Когда он подошел к подножью Карпат и взглянул на возвышающийся перед ним хребет, то ему показалось, что он сможет его преодолеть за несколько часов. Но ему потребовалось несколько суток. Поднимаясь впотьмах по скользкому склону, он скатился и упал в какую-то яму, присел отдохнуть и заснул. Проснулся от холода и, открыв глаза, увидел русского солдата с винтовкой и примкнутым штыком… наполовину засыпанного землей. Это была воронка от снаряда, а немного подальше окопы времен Брусиловского прорыва. В кармане солдата отец обнаружил воинский билет и письма родных. Позже отец эти документы вместе с письмом переслал семье через Международный Красный Крест.
Поднимаясь дальше в гору, он дошел до мест, где кончались заросли карликовой горной сосны и начинались горные луга. Здесь он залег, чтобы обследовать местность. В недалеком сосновом стланике он заметил какое-то движение, притих и ждал, что будет дальше. Когда в течение длительного времени ничего не произошло, начал бросать в этом направлении камешки. Но реакции не было. Тогда начал покрикивать.
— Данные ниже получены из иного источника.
//! Scaling calculator: baseline-gated per-column search over scaler
//! kind and robust quantile ranges

use crate::dataset;
use crate::error::Result;
use crate::search::calculators::ParamCalculator;
use crate::search::{evaluate_model, SearchContext};
use crate::transforms::{ScaleMethod, ScaleParams, ScaleTransformation, Transform, TransformSpec};
use ndarray::Array1;
use polars::prelude::*;
use std::collections::BTreeMap;

#[derive(Debug, Clone, Copy, Default)]
pub struct ScaleTransformationParamCalculator;

impl ScaleTransformationParamCalculator {
    const METHODS: [ScaleMethod; 3] =
        [ScaleMethod::MinMax, ScaleMethod::Standard, ScaleMethod::Robust];
    const QUANTILE_RANGES: [(f64, f64); 2] = [(5.0, 95.0), (25.0, 75.0)];

    fn single_column(
        column: &str,
        method: ScaleMethod,
        quantile_range: Option<(f64, f64)>,
    ) -> Transform {
        let mut params = ScaleParams {
            transformation_options: BTreeMap::from([(column.to_string(), method)]),
            quantile_range: BTreeMap::new(),
        };
        if let Some(range) = quantile_range {
            params.quantile_range.insert(column.to_string(), range);
        }
        Transform::ScaleTransformation(ScaleTransformation::new(params))
    }
}

impl ParamCalculator for ScaleTransformationParamCalculator {
    fn calculate_best_params(
        &self,
        x: &DataFrame,
        y: &Array1<f64>,
        ctx: &SearchContext,
    ) -> Result<Option<TransformSpec>> {
        let columns = dataset::numerical_columns(x);
        let total = columns.len();
        let mut params = ScaleParams {
            transformation_options: BTreeMap::new(),
            quantile_range: BTreeMap::new(),
        };

        ctx.logger
            .task_start("Starting scale transformation parameter search");
        let base_score = evaluate_model(x, y, ctx, None)?;
        ctx.logger.baseline(&format!(
            "Base score: {}",
            base_score.map_or("n/a".to_string(), |s| format!("{s:.4}"))
        ));

        for (i, column) in columns.iter().enumerate() {
            ctx.logger.task_update(&format!(
                "[{}/{total}] Evaluating column: '{column}'",
                i + 1
            ));

            let mut best_score = base_score;
            let mut best: Option<(ScaleMethod, Option<(f64, f64)>)> = None;

            let mut candidates: Vec<(ScaleMethod, Option<(f64, f64)>)> = Vec::new();
            for method in Self::METHODS {
                if method == ScaleMethod::Robust {
                    for range in Self::QUANTILE_RANGES {
                        candidates.push((method, Some(range)));
                    }
                } else {
                    candidates.push((method, None));
                }
            }

            for (method, range) in candidates {
                let candidate = Self::single_column(column, method, range);
                let score = evaluate_model(x, y, ctx, Some(&candidate))?;
                ctx.logger.progress(&format!(
                    "   Tried '{method:?}'{} -> Score: {}",
                    range.map_or(String::new(), |r| format!(" with quantile range {r:?}")),
                    score.map_or("n/a".to_string(), |s| format!("{s:.4}"))
                ));

                if ctx.direction.improved_opt(score, best_score) {
                    best_score = score;
                    best = Some((method, range));
                }
            }

            if let Some((method, range)) = best {
                ctx.logger.task_result(&format!(
                    "Selected scale transformation for '{column}': {method:?}"
                ));
                params.transformation_options.insert(column.clone(), method);
                if let Some(range) = range {
                    params.quantile_range.insert(column.clone(), range);
                }
            }
        }

        if params.transformation_options.is_empty() {
            ctx.logger
                .warn("No scale transformation was applied to any column");
            return Ok(None);
        }

        ctx.logger.task_result(&format!(
            "Scale transformation applied to {} column(s)",
            params.transformation_options.len()
        ));
        let transform = Transform::ScaleTransformation(ScaleTransformation::new(params));
        Ok(Some(transform.spec()?))
    }
}

#[cfg(test)]
mod tests {
    use super::*;
    use crate::model::{DecisionTree, Direction, Scoring};
    use crate::search::NoopLogger;

    #[test]
    fn test_scale_invariant_model_yields_none() {
        let a: Vec<f64> = (0..40).map(|i| i as f64 * 1000.0).collect();
        let y: Array1<f64> = (0..40).map(|i| i as f64).collect();
        let df = DataFrame::new(vec![Series::new("a".into(), a).into()]).unwrap();

        let model = DecisionTree::regressor();
        let logger = NoopLogger;
        let ctx = SearchContext::new(&model, Scoring::R2, Direction::Maximize, &logger);

        let spec = ScaleTransformationParamCalculator
            .calculate_best_params(&df, &y, &ctx)
            .unwrap();
        assert!(spec.is_none());
    }
}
С противоположной стороны послышался ответ на русском языке. Оказалось, что там тоже скрывается беженец — однополчанин. Вдвоем стало идти легче. На горном лугу встретили молодого русина — чабана со стадом овец. Тот им посоветовал, как избежать встречи с чешскими жандармами, которые в то время охраняли границу, и как добраться до села, где находится сборный пункт для российских беженцев.
Прибыв туда, они как бы очутились в другом мире. Их гостеприимно приняли, накормили досыта, отправили выкупаться в баню, дали свежее нательное белье — вернулось подобие и достоинство человека. Однако долго там оставаться нельзя было. Надо было думать о возможностях заработка и дальнейшего устройства. Отец нанялся дровосеком на лесные разработки. А вскоре среди русинов его полюбили за добродушие и крепкую православную веру — местное население в то время возвращалось к вере своих предков — Православию. Но они испытывали острый недостаток в своей интеллигенции и православных священниках, поэтому обратились к отцу за помощью, и после формальной выучки отец стал диаконом, а потом протодиаконом. В этой должности у него произошла радостная встреча с его старым боевым другом Всеволодом Коломацким (в будущем архимандритом Андреем), который в то время воздвигал здесь новые православные церкви.
Для моего отца началась трудная эмигрантская жизнь, полная неожиданных поворотов. Много раз приходилось начинать все сызнова без каких-либо средств. Но он никогда не терял своего морального достоинства и всегда благодаря усердию и трудолюбию не только вновь поднимался, но и помогал другим. Просто жил по совести и по своему укладу, а я к нему присматривался.